Because I CAN...
A Profile - Michèle Ouellet, volunteer, citation editor
By Teresa Luk, volunteer journalist
Michèle Ouellet, a native of Quebec, Canada, was a software developer, and with her husband shared a passion for Japanese language and culture. In 2007, when an opportunity came up to work in Japan, they relocated promptly. In Japan, as a non-working spouse, Michèle immersed herself into language and culture, with a special focus on visual arts. While she had studied intaglio printmaking in Montreal before, she now broadened her studies to include moku-hanga, sumi-e and gyotaku.*
Without the pressure of regular deadlines, Michèle found herself wanting to give back through volunteer work. As a foreigner, the language barrier made it difficult to volunteer locally. Online virtual volunteering, however, posed no such constraints. As she began to seek opportunities that were challenging and educational, she came upon ICAN. Though she had never heard of ICAN before, this organization was recruiting and it seemed to be a good fit. How right this turned out to be.
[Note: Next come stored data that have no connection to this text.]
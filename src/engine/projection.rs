//! Column height and texture lookup for one [`ColumnHit`].

use crate::engine::{raycast::ColumnHit, types::Screen};

/// Vertical extent of one wall slice on screen.
#[derive(Clone, Copy, Debug, PartialEq, Eq)]
pub struct WallStrip {
    /// `screen_h / perp_dist`, may exceed the screen.
    pub line_height: i32,
    /// Unclamped top row; texture rows are measured from here.
    pub top: i32,
    /// First visible row (clamped to 0).
    pub draw_start: i32,
    /// Last visible row (clamped to `h - 1`).
    pub draw_end: i32,
}

impl WallStrip {
    pub fn new(perp_dist: f64, screen: &Screen) -> Self {
        let h = screen.h as i32;
        // `as` saturates, so a wall touching the camera is just very tall
        let line_height = (screen.h as f64 / perp_dist) as i32;
        let top = screen.half_h - line_height / 2;
        Self {
            line_height,
            top,
            draw_start: top.max(0),
            draw_end: (line_height / 2 + screen.half_h).min(h - 1),
        }
    }

    pub fn from_hit(hit: &ColumnHit, screen: &Screen) -> Self {
        Self::new(hit.perp_dist, screen)
    }

    #[inline]
    pub fn is_empty(&self) -> bool {
        self.draw_end < self.draw_start
    }

    /// Texture row for screen row `y` of a texture `tex_h` texels tall.
    #[inline]
    pub fn texture_row(&self, y: i32, tex_h: usize) -> usize {
        if self.line_height <= 0 {
            return 0;
        }
        let d = (y - self.top).max(0) as i64;
        ((d * tex_h as i64 / self.line_height as i64) as usize).min(tex_h - 1)
    }
}

/// Texel column for a face fraction `tex_u` in `[0, 1)`. Mirrored faces
/// count from the right edge: `tex_w - floor(tex_u * tex_w) - 1`.
#[inline]
pub fn texture_column(tex_u: f64, mirrored: bool, tex_w: usize) -> usize {
    let col = ((tex_u * tex_w as f64) as usize).min(tex_w - 1);
    if mirrored { tex_w - 1 - col } else { col }
}

#[cfg(test)]
mod tests {
    use super::*;

    #[test]
    fn far_wall_is_centred() {
        let s = Screen::new(320, 200);
        let strip = WallStrip::new(4.0, &s);
        assert_eq!(strip.line_height, 50);
        assert_eq!((strip.draw_start, strip.draw_end), (75, 125));
        assert_eq!(strip.top, 75);
    }

    #[test]
    fn near_wall_is_clamped() {
        let s = Screen::new(320, 200);
        let strip = WallStrip::new(0.5, &s);
        assert_eq!(strip.line_height, 400);
        assert_eq!(strip.top, -100);
        assert_eq!((strip.draw_start, strip.draw_end), (0, 199));
        // cropped, not squashed: first visible row samples a quarter down
        assert_eq!(strip.texture_row(0, 64), 16);
        assert_eq!(strip.texture_row(199, 64), 47);
    }

    #[test]
    fn tiny_distance_saturates() {
        let s = Screen::new(320, 200);
        let strip = WallStrip::new(1e-300, &s);
        assert_eq!((strip.draw_start, strip.draw_end), (0, 199));
        assert!(!strip.is_empty());
    }

    #[test]
    fn texture_column_plain_and_mirrored() {
        assert_eq!(texture_column(0.0, false, 64), 0);
        assert_eq!(texture_column(0.999, false, 64), 63);
        assert_eq!(texture_column(0.0, true, 64), 63);
        assert_eq!(texture_column(0.999, true, 64), 0);
        // whole-texel boundary lands left of centre, not on it
        assert_eq!(texture_column(0.5, true, 64), 31);
        assert_eq!(texture_column(0.5, false, 64), 32);
    }
}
Michèle Ouellet in Higashi-Matsuyama,
Saitama, Japan. March 4, 2010.
Authorized for use by Mineo Yamamoto,
After signing on in July 2010 as a web research intern on the Breast Cancer Team, she was soon tapped to become assistant citation editor due to her quick grasp of issues and exceptional work performance. Last year, when Leora Bentov, LB, RN, PhD left ICAN to pursue grant work, Michèle became ICAN's new citation editor.
Michèle explained the scope of activities required for each job function during the time she has volunteered. When working as a web research intern, she noted that it involved researching medical databases online and retrieving relevant and timely abstracts about a given topic. As assistant editor, her duties changed to a formal editing role. Taking information gathered by research interns, Michèle organized and reformatted it to be consistent with other articles released by ICAN.
In addition, as a non-specialist, she reviewed the documents extracted by the web research interns, pointing out and correcting format discrepancies, following the hyperlinks and checking that the document accurately reflected the material found in the databases.
In her current role as citation editor, Michèle's responsibilities include direct online interfacing with research team leaders and web research interns, identifying and correcting problem areas. Furthermore, she guides interns in the formatting of documents according to ICAN standards. She finds this to be a welcome challenge since in her former profession, she communicated mostly with machines.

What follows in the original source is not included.